Neurodiversity is a term that was developed by the neurodiversity movement and is used by people who have a neurological difference or condition and do not view themselves as neurotypical. Neurotypicality is used to describe people whose brain functions, ways of processing information and behaviours are seen to be standard.
Talking to children and young people about Neurodiversity
Everyone thinks and learns differently, and it is important to help children and young people build empathy and understanding in relation to this. Whether your child is neurodivergent or neurotypical, there are resources to support children to understand themselves, and the world around them.
Parent Club Scotland have a parent guide for talking to children about Neurodiversity. Young minds have a guide to talking to children about tricky topics. Neurodiversity week has posters to show neurodivergent celebrities, and comic books that focus on school 'superpowers' rather than the struggles. Twinkl have resources for teaching teenagers and children about neurodiversity.

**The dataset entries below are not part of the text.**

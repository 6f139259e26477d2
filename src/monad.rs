/// A monad is the positional coordinate of one word in the emitted database.
pub type Monad = u64;

/// The first monad of a fresh database.
pub const FIRST_MONAD: Monad = 1;

/// Hands out strictly increasing monads. There is no way to give one back.
#[derive(Debug, Clone)]
pub struct MonadAllocator {
    current: Monad,
}

impl MonadAllocator {
    pub fn new() -> Self {
        Self::starting_at(FIRST_MONAD)
    }

    /// Resumes numbering at `first`, e.g. to continue after a previous book.
    pub fn starting_at(first: Monad) -> Self {
        Self { current: first }
    }

    /// The monad the next word will occupy.
    pub fn current(&self) -> Monad {
        self.current
    }

    /// Consumes the current monad and returns it.
    pub fn advance(&mut self) -> Monad {
        let consumed = self.current;
        self.current += 1;
        consumed
    }
}

impl Default for MonadAllocator {
    fn default() -> Self {
        Self::new()
    }
}
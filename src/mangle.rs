//! MQL string escaping.
//!
//! `mangle` first replaces newline, tab, double quote and backslash by their
//! two-character escapes, then writes every UTF-8 byte with the high bit set
//! as `\xHH` with lowercase hex digits. The result is pure ASCII.

/// Escapes a string for use inside a double-quoted MQL string literal.
pub fn mangle(input: &str) -> String {
    let escaped = escape_specials(input);
    escape_upper_bytes(&escaped)
}

fn escape_specials(input: &str) -> String {
    let mut out = String::with_capacity(input.len());
    for c in input.chars() {
        match c {
            '\n' => out.push_str("\\n"),
            '\t' => out.push_str("\\t"),
            '"' => out.push_str("\\\""),
            '\\' => out.push_str("\\\\"),
            c => out.push(c),
        }
    }
    out
}

fn escape_upper_bytes(input: &str) -> String {
    let mut out = String::with_capacity(input.len());
    for byte in input.bytes() {
        if byte >= 0x80 {
            out.push_str(&format!("\\x{byte:02x}"));
        } else {
            out.push(char::from(byte));
        }
    }
    out
}

/// Reverses [`mangle`]. Returns `None` for input `mangle` could not have produced.
pub fn unmangle(input: &str) -> Option<String> {
    let mut bytes = Vec::with_capacity(input.len());
    let mut rest = input.bytes();
    while let Some(byte) = rest.next() {
        if byte != b'\\' {
            bytes.push(byte);
            continue;
        }
        match rest.next()? {
            b'n' => bytes.push(b'\n'),
            b't' => bytes.push(b'\t'),
            b'"' => bytes.push(b'"'),
            b'\\' => bytes.push(b'\\'),
            b'x' => {
                let hi = hex_value(rest.next()?)?;
                let lo = hex_value(rest.next()?)?;
                bytes.push(hi << 4 | lo);
            }
            _ => return None,
        }
    }
    String::from_utf8(bytes).ok()
}

fn hex_value(digit: u8) -> Option<u8> {
    match digit {
        b'0'..=b'9' => Some(digit - b'0'),
        b'a'..=b'f' => Some(digit - b'a' + 10),
        _ => None,
    }
}
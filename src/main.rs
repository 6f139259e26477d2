use std::fs;
use std::path::PathBuf;

use clap::{Parser, Subcommand, ValueEnum};
use ::config::ConfigError;
use miette::{miette, IntoDiagnostic, Result};
use tracing_subscriber::EnvFilter;

use tanakh_mql::config::{ConvertConfig, Loader};
use tanakh_mql::{pipeline, transduce_str, MqlError};

/// Looked up in the working directory when no --config is given.
const LOCAL_CONFIG: &str = "tanakh-mql.toml";

#[derive(Parser, Debug)]
#[command(author, version, about = "Convert OSIS-tagged Hebrew Bible XML into an Emdros MQL dump", long_about = None)]
#[command(propagate_version = true)]
struct Cli {
    #[command(subcommand)]
    command: Commands,
}

#[derive(Subcommand, Debug)]
enum Commands {
    /// Convert the configured books into one MQL script
    Convert {
        /// Configuration file layered over the built-in defaults
        #[arg(long, value_name = "FILE", env = "TANAKH_MQL_CONFIG")]
        config: Option<PathBuf>,

        /// Directory holding <Book>.xml files
        #[arg(long, value_name = "DIR")]
        input_dir: Option<PathBuf>,

        /// Where to write the MQL script
        #[arg(short, long, value_name = "FILE")]
        output: Option<PathBuf>,

        /// Records per CREATE OBJECTS transaction
        #[arg(long, value_name = "N", value_parser = clap::value_parser!(u32).range(1..))]
        batch_size: Option<u32>,

        /// Directory receiving the cleaned copy of each book
        #[arg(long, value_name = "DIR", conflicts_with = "no_mirror")]
        mirror_dir: Option<PathBuf>,

        /// Do not write cleaned copies of the books
        #[arg(long)]
        no_mirror: bool,

        /// Books to convert, replacing the configured list
        books: Vec<String>,
    },

    /// Transduce a single book file and print the result
    #[command(arg_required_else_help = true)]
    Inspect {
        file: PathBuf,

        #[arg(long, value_enum, default_value_t = InspectFormat::Mql)]
        format: InspectFormat,
    },
}

#[derive(Copy, Clone, Debug, PartialEq, Eq, ValueEnum)]
enum InspectFormat {
    Mql,
    Json,
    Yaml,
}

fn init_logging() -> Result<()> {
    let env_filter = EnvFilter::try_from_default_env().unwrap_or_else(|_| EnvFilter::new("info"));
    tracing_subscriber::fmt()
        .with_env_filter(env_filter)
        .with_target(false)
        .with_writer(std::io::stderr)
        .try_init()
        .map_err(|e| miette!("failed to install the log subscriber: {e}"))
}

fn path_value(path: PathBuf) -> String {
    path.to_string_lossy().into_owned()
}

/// Command-line settings that take precedence over every configuration file.
struct ConvertOverrides {
    config: Option<PathBuf>,
    input_dir: Option<PathBuf>,
    output: Option<PathBuf>,
    batch_size: Option<u32>,
    mirror_dir: Option<PathBuf>,
    no_mirror: bool,
    books: Vec<String>,
}

fn load_config(overrides: ConvertOverrides) -> Result<ConvertConfig, ConfigError> {
    let mut loader = match overrides.config {
        Some(path) => Loader::new().with_file(path),
        None => Loader::new().with_optional_file(LOCAL_CONFIG),
    };
    if let Some(dir) = overrides.input_dir {
        loader = loader.set_override("input.dir", path_value(dir))?;
    }
    if !overrides.books.is_empty() {
        loader = loader.set_override("input.books", overrides.books)?;
    }
    if let Some(path) = overrides.output {
        loader = loader.set_override("output.mql", path_value(path))?;
    }
    if let Some(n) = overrides.batch_size {
        loader = loader.set_override("output.batch_size", i64::from(n))?;
    }
    if let Some(dir) = overrides.mirror_dir {
        loader = loader.set_override("mirror.dir", path_value(dir))?;
    }
    if overrides.no_mirror {
        loader = loader.set_override("mirror.enabled", false)?;
    }
    loader.build()
}

fn main() -> Result<()> {
    init_logging()?;
    let cli = Cli::parse();

    match cli.command {
        Commands::Convert {
            config,
            input_dir,
            output,
            batch_size,
            mirror_dir,
            no_mirror,
            books,
        } => {
            let config = load_config(ConvertOverrides {
                config,
                input_dir,
                output,
                batch_size,
                mirror_dir,
                no_mirror,
                books,
            })
            .map_err(MqlError::from)?;

            let summary = pipeline::convert(&config)?;
            for book in &summary.books {
                log::info!(
                    "{}: monads {}..{}, {} records, {} warnings",
                    book.name,
                    book.first_monad,
                    book.next_monad,
                    book.records,
                    book.warnings
                );
            }
            log::info!(
                "Wrote {} records covering {} monads to {}",
                summary.records,
                summary.monads(),
                config.output.mql.display()
            );
        }

        Commands::Inspect { file, format } => {
            let source = fs::read_to_string(&file).into_diagnostic()?;
            let name = file.display().to_string();
            let transduction = transduce_str(&source, &name)?;
            let rendered = match format {
                InspectFormat::Mql => transduction.to_mql().into_diagnostic()?,
                InspectFormat::Json => transduction.to_json().into_diagnostic()?,
                InspectFormat::Yaml => transduction.to_yaml().into_diagnostic()?,
            };
            print!("{rendered}");
        }
    }

    Ok(())
}
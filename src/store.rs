use crate::record::{Record, RecordKind};
use serde::Serialize;
use std::collections::BTreeMap;

/// Completed records grouped by kind. Within a kind, records keep the order in
/// which they were sealed.
#[derive(Debug, Clone, Default, PartialEq, Eq, Serialize)]
pub struct RecordStore {
    records: BTreeMap<RecordKind, Vec<Record>>,
}

impl RecordStore {
    pub fn new() -> Self {
        Self::default()
    }

    pub fn push(&mut self, record: Record) {
        self.records.entry(record.kind()).or_default().push(record);
    }

    /// Records of one kind, in close order.
    pub fn get(&self, kind: RecordKind) -> &[Record] {
        self.records.get(&kind).map(Vec::as_slice).unwrap_or(&[])
    }

    /// The record of `kind` pushed last, for hooks that extend it.
    pub fn last_mut(&mut self, kind: RecordKind) -> Option<&mut Record> {
        self.records.get_mut(&kind).and_then(|records| records.last_mut())
    }

    /// Non-empty kinds in dump order.
    pub fn iter(&self) -> impl Iterator<Item = (RecordKind, &[Record])> {
        self.records
            .iter()
            .filter(|(_, records)| !records.is_empty())
            .map(|(kind, records)| (*kind, records.as_slice()))
    }

    /// Moves every record of `other` behind the records already held here.
    pub fn append(&mut self, other: RecordStore) {
        for (kind, mut records) in other.records {
            self.records.entry(kind).or_default().append(&mut records);
        }
    }

    pub fn count(&self, kind: RecordKind) -> usize {
        self.get(kind).len()
    }

    pub fn len(&self) -> usize {
        self.records.values().map(Vec::len).sum()
    }

    pub fn is_empty(&self) -> bool {
        self.len() == 0
    }
}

Books that celebrate neurodiversity
The following websites have collected some books that feature neurodiversity.
Advice for parents/carers
The Brain Trust also have advice for parents/carers whose child has recently been diagnosed with a Neurological condition, from a parent who has been through the process themselves. Two of the suggestions guided parents to look for trusted sources when doing their own research, and look for support within the community.
While it is helpful to do your own research, there can also be information that is not helpful and products on sale that may not be beneficial for your child. Below are some links to charities and organisations with information that can help to build a greater understanding of your child.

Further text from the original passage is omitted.